------ Extracted data ------

//! Bounded, concurrent dispatch of detected files through the pipeline.
//!
//! Detections arrive over a bounded queue. A semaphore caps concurrent
//! pipelines at `worker_count`, and every in-flight file is tracked in a
//! registry owned by the orchestrator instance. A path detected again while
//! in flight is marked for one more run, started when the current one ends.

use std::collections::HashMap;
use std::path::{Path, PathBuf};
use std::sync::atomic::{AtomicBool, Ordering};
use std::sync::{Arc, Mutex, MutexGuard, PoisonError};
use std::time::{Duration, Instant};

use tokio::sync::{broadcast, mpsc, watch, Notify, OwnedSemaphorePermit, Semaphore};
use tokio::task::{AbortHandle, JoinHandle};
use tracing::{debug, error, info, warn};

use crate::config::Config;
use crate::error::WorkerError;
use crate::pipeline::{FatalError, FileOutcome, FilePipeline, ProgressReporter, TracingProgress};
use crate::sanitize;
use crate::worker::job::{FileDetected, FileReport};

const REPORT_CAPACITY: usize = 256;

#[derive(Debug, Clone, Copy)]
pub struct OrchestratorOptions {
    pub worker_count: usize,
    pub queue_capacity: usize,
}

impl OrchestratorOptions {
    pub fn from_config(config: &Config) -> Self {
        Self {
            worker_count: config.worker_count,
            queue_capacity: config.queue_capacity(),
        }
    }
}

/// Cloneable intake handle returned by [`Orchestrator::start`].
#[derive(Clone)]
pub struct DetectionSender {
    tx: mpsc::Sender<FileDetected>,
    accepting: Arc<AtomicBool>,
}

impl DetectionSender {
    /// Waits for queue space.
    pub async fn send(&self, event: FileDetected) -> Result<(), WorkerError> {
        self.check_accepting()?;
        self.tx
            .send(event)
            .await
            .map_err(|_| WorkerError::ChannelClosed)
    }

    /// Blocks the calling thread while the queue is full. For use from
    /// watcher threads only, never from async code.
    pub fn blocking_send(&self, event: FileDetected) -> Result<(), WorkerError> {
        self.check_accepting()?;
        self.tx
            .blocking_send(event)
            .map_err(|_| WorkerError::ChannelClosed)
    }

    pub fn is_accepting(&self) -> bool {
        self.accepting.load(Ordering::SeqCst) && !self.tx.is_closed()
    }

    fn check_accepting(&self) -> Result<(), WorkerError> {
        if self.accepting.load(Ordering::SeqCst) {
            Ok(())
        } else {
            Err(WorkerError::NotAccepting)
        }
    }
}

#[derive(Debug, Default)]
pub struct StopReport {
    /// True when every in-flight file reached a terminal state in time.
    pub drained: bool,
    /// Files whose pipelines were force-terminated. Recovery reconciles them.
    pub aborted: Vec<PathBuf>,
    /// Queued detections that were never dispatched.
    pub dropped: usize,
    pub fatal: Option<FatalError>,
}

type RunHandle = JoinHandle<Result<FileOutcome, FatalError>>;

struct InFlight {
    abort: AbortHandle,
    /// Latest detection that arrived during the current run.
    rerun: Option<FileDetected>,
}

struct Shared {
    in_flight: Mutex<HashMap<PathBuf, InFlight>>,
    idle: Notify,
    fatal: Mutex<Option<FatalError>>,
    accepting: Arc<AtomicBool>,
    shutdown: watch::Sender<bool>,
    reports: broadcast::Sender<FileReport>,
}

impl Shared {
    fn registry(&self) -> MutexGuard<'_, HashMap<PathBuf, InFlight>> {
        self.in_flight.lock().unwrap_or_else(PoisonError::into_inner)
    }

    fn is_accepting(&self) -> bool {
        self.accepting.load(Ordering::SeqCst)
    }

    /// Publishes the result of one run. Returns false when the path must
    /// not run again.
    fn settle(
        &self,
        path: &Path,
        result: Result<Result<FileOutcome, FatalError>, tokio::task::JoinError>,
        elapsed: Duration,
    ) -> bool {
        let outcome = match result {
            Ok(Ok(outcome)) => outcome,
            Ok(Err(fatal)) => {
                error!(error = %fatal, "Fatal pipeline error, stopping intake");
                self.record_fatal(fatal);
                self.request_shutdown();
                return false;
            }
            Err(e) if e.is_panic() => {
                error!(file = %sanitize::redact_path(path), "Pipeline task panicked");
                FileOutcome::Failed {
                    reason: "pipeline task panicked".to_string(),
                    relocated_to: None,
                }
            }
            Err(_) => {
                debug!(file = %sanitize::redact_path(path), "Pipeline task aborted");
                return false;
            }
        };

        // No subscribers is fine.
        let _ = self.reports.send(FileReport {
            path: path.to_path_buf(),
            outcome,
            elapsed,
        });
        true
    }

    fn request_shutdown(&self) {
        self.accepting.store(false, Ordering::SeqCst);
        self.shutdown.send_replace(true);
    }

    fn record_fatal(&self, err: FatalError) {
        let mut slot = self.fatal.lock().unwrap_or_else(PoisonError::into_inner);
        if slot.is_none() {
            *slot = Some(err);
        }
    }
}

pub struct Orchestrator {
    pipeline: Arc<FilePipeline>,
    options: OrchestratorOptions,
    progress: Arc<dyn ProgressReporter>,
    shared: Arc<Shared>,
    dispatcher: Option<JoinHandle<usize>>,
}

impl Orchestrator {
    pub fn new(pipeline: Arc<FilePipeline>, options: OrchestratorOptions) -> Self {
        let (shutdown, _) = watch::channel(false);
        let (reports, _) = broadcast::channel(REPORT_CAPACITY);
        Self {
            pipeline,
            options,
            progress: Arc::new(TracingProgress),
            shared: Arc::new(Shared {
                in_flight: Mutex::new(HashMap::new()),
                idle: Notify::new(),
                fatal: Mutex::new(None),
                accepting: Arc::new(AtomicBool::new(false)),
                shutdown,
                reports,
            }),
            dispatcher: None,
        }
    }

    pub fn with_progress(mut self, progress: Arc<dyn ProgressReporter>) -> Self {
        self.progress = progress;
        self
    }

    /// One report per finished run, in completion order.
    pub fn subscribe(&self) -> broadcast::Receiver<FileReport> {
        self.shared.reports.subscribe()
    }

    /// Flips to true when shutdown begins, including after a fatal error.
    pub fn shutdown_signal(&self) -> watch::Receiver<bool> {
        self.shared.shutdown.subscribe()
    }

    pub fn in_flight(&self) -> Vec<PathBuf> {
        let mut paths: Vec<_> = self.shared.registry().keys().cloned().collect();
        paths.sort();
        paths
    }

    /// Spawns the dispatcher. Must be called inside a Tokio runtime.
    pub fn start(&mut self) -> Result<DetectionSender, WorkerError> {
        if self.dispatcher.is_some() || *self.shared.shutdown.borrow() {
            return Err(WorkerError::AlreadyStarted);
        }

        let (tx, rx) = mpsc::channel(self.options.queue_capacity.max(1));
        self.shared.accepting.store(true, Ordering::SeqCst);

        let dispatcher = Dispatcher {
            rx,
            semaphore: Arc::new(Semaphore::new(self.options.worker_count.max(1))),
            pipeline: Arc::clone(&self.pipeline),
            progress: Arc::clone(&self.progress),
            shared: Arc::clone(&self.shared),
            shutdown: self.shared.shutdown.subscribe(),
        };
        self.dispatcher = Some(tokio::spawn(dispatcher.run()));

        info!(
            workers = self.options.worker_count,
            queue = self.options.queue_capacity,
            "Orchestrator started"
        );

        Ok(DetectionSender {
            tx,
            accepting: Arc::clone(&self.shared.accepting),
        })
    }

    /// Stops intake, gives in-flight files up to `grace` to finish, then
    /// aborts whatever is left.
    pub async fn stop(&mut self, grace: Duration) -> StopReport {
        info!(?grace, "Stopping orchestrator...");
        self.shared.request_shutdown();

        let dropped = match self.dispatcher.take() {
            Some(handle) => handle.await.unwrap_or_else(|e| {
                error!(error = %e, "Dispatcher task failed");
                0
            }),
            None => 0,
        };

        let drained = tokio::time::timeout(grace, self.wait_idle()).await.is_ok();

        let mut aborted: Vec<PathBuf> = if drained {
            Vec::new()
        } else {
            self.shared
                .registry()
                .drain()
                .map(|(path, entry)| {
                    entry.abort.abort();
                    path
                })
                .collect()
        };
        aborted.sort();

        if !aborted.is_empty() {
            warn!(
                count = aborted.len(),
                "Aborted in-flight files after grace period; recovery reconciles them on next start"
            );
        }

        let fatal = self
            .shared
            .fatal
            .lock()
            .unwrap_or_else(PoisonError::into_inner)
            .take();

        info!(drained, dropped, "Orchestrator stopped");
        StopReport {
            drained,
            aborted,
            dropped,
            fatal,
        }
    }

    async fn wait_idle(&self) {
        loop {
            if self.shared.registry().is_empty() {
                return;
            }
            self.shared.idle.notified().await;
        }
    }
}

struct Dispatcher {
    rx: mpsc::Receiver<FileDetected>,
    semaphore: Arc<Semaphore>,
    pipeline: Arc<FilePipeline>,
    progress: Arc<dyn ProgressReporter>,
    shared: Arc<Shared>,
    shutdown: watch::Receiver<bool>,
}

impl Dispatcher {
    /// Returns the number of detections dropped at shutdown.
    async fn run(mut self) -> usize {
        let mut dropped = 0;

        loop {
            let event = tokio::select! {
                biased;
                _ = shutdown_requested(&mut self.shutdown) => break,
                event = self.rx.recv() => match event {
                    Some(event) => event,
                    None => break,
                },
            };

            if let Some(entry) = self.shared.registry().get_mut(&event.absolute_path) {
                debug!(
                    file = %sanitize::redact_path(&event.absolute_path),
                    "Already in flight, running again once the current run ends"
                );
                entry.rerun = Some(event);
                continue;
            }

            let permit = tokio::select! {
                biased;
                _ = shutdown_requested(&mut self.shutdown) => {
                    dropped += 1;
                    break;
                }
                permit = Arc::clone(&self.semaphore).acquire_owned() => match permit {
                    Ok(permit) => permit,
                    Err(_) => break,
                },
            };

            self.dispatch(event, permit);
        }

        self.rx.close();
        while self.rx.try_recv().is_ok() {
            dropped += 1;
        }
        if dropped > 0 {
            info!(
                dropped,
                "Dropped queued detections; the next startup scan rediscovers them"
            );
        }
        dropped
    }

    /// Runs `event` while holding `permit`, followed by any rerun that was
    /// requested for the same path in the meantime.
    fn dispatch(&self, event: FileDetected, permit: OwnedSemaphorePermit) {
        let path = event.absolute_path.clone();
        let pipeline = Arc::clone(&self.pipeline);
        let progress = Arc::clone(&self.progress);

        // Registering under the lock keeps the finishing task from racing
        // ahead of the insert.
        let mut registry = self.shared.registry();
        let work = spawn_run(&pipeline, &progress, event);
        registry.insert(
            path.clone(),
            InFlight {
                abort: work.abort_handle(),
                rerun: None,
            },
        );
        drop(registry);

        let shared = Arc::clone(&self.shared);
        tokio::spawn(async move {
            let mut work = work;
            loop {
                let started = Instant::now();
                let result = work.await;
                let may_rerun = shared.settle(&path, result, started.elapsed());

                let next = {
                    let mut registry = shared.registry();
                    let rerun = registry
                        .get_mut(&path)
                        .and_then(|entry| entry.rerun.take())
                        .filter(|_| may_rerun && shared.is_accepting());
                    match rerun {
                        Some(event) => {
                            debug!(
                                file = %sanitize::redact_path(&path),
                                "Running again for a newer detection"
                            );
                            let next = spawn_run(&pipeline, &progress, event);
                            if let Some(entry) = registry.get_mut(&path) {
                                entry.abort = next.abort_handle();
                            }
                            Some(next)
                        }
                        None => {
                            registry.remove(&path);
                            if registry.is_empty() {
                                shared.idle.notify_one();
                            }
                            None
                        }
                    }
                };

                match next {
                    Some(next) => work = next,
                    None => break,
                }
            }
            drop(permit);
        });
    }
}

fn spawn_run(
    pipeline: &Arc<FilePipeline>,
    progress: &Arc<dyn ProgressReporter>,
    event: FileDetected,
) -> RunHandle {
    let pipeline = Arc::clone(pipeline);
    let progress = Arc::clone(progress);
    tokio::spawn(async move { pipeline.run(&event, progress.as_ref()).await })
}

async fn shutdown_requested(rx: &mut watch::Receiver<bool>) {
    loop {
        let stop = *rx.borrow_and_update();
        if stop {
            return;
        }
        if rx.changed().await.is_err() {
            std::future::pending::<()>().await;
        }
    }
}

------

What is needed => Wherever the word "ProgressReporter" occurs in the data above, copy the line it sits in.

Expected answer =>
use crate::pipeline::{FatalError, FileOutcome, FilePipeline, ProgressReporter, TracingProgress};
    progress: Arc<dyn ProgressReporter>,
    pub fn with_progress(mut self, progress: Arc<dyn ProgressReporter>) -> Self {
    progress: Arc<dyn ProgressReporter>,
    progress: &Arc<dyn ProgressReporter>,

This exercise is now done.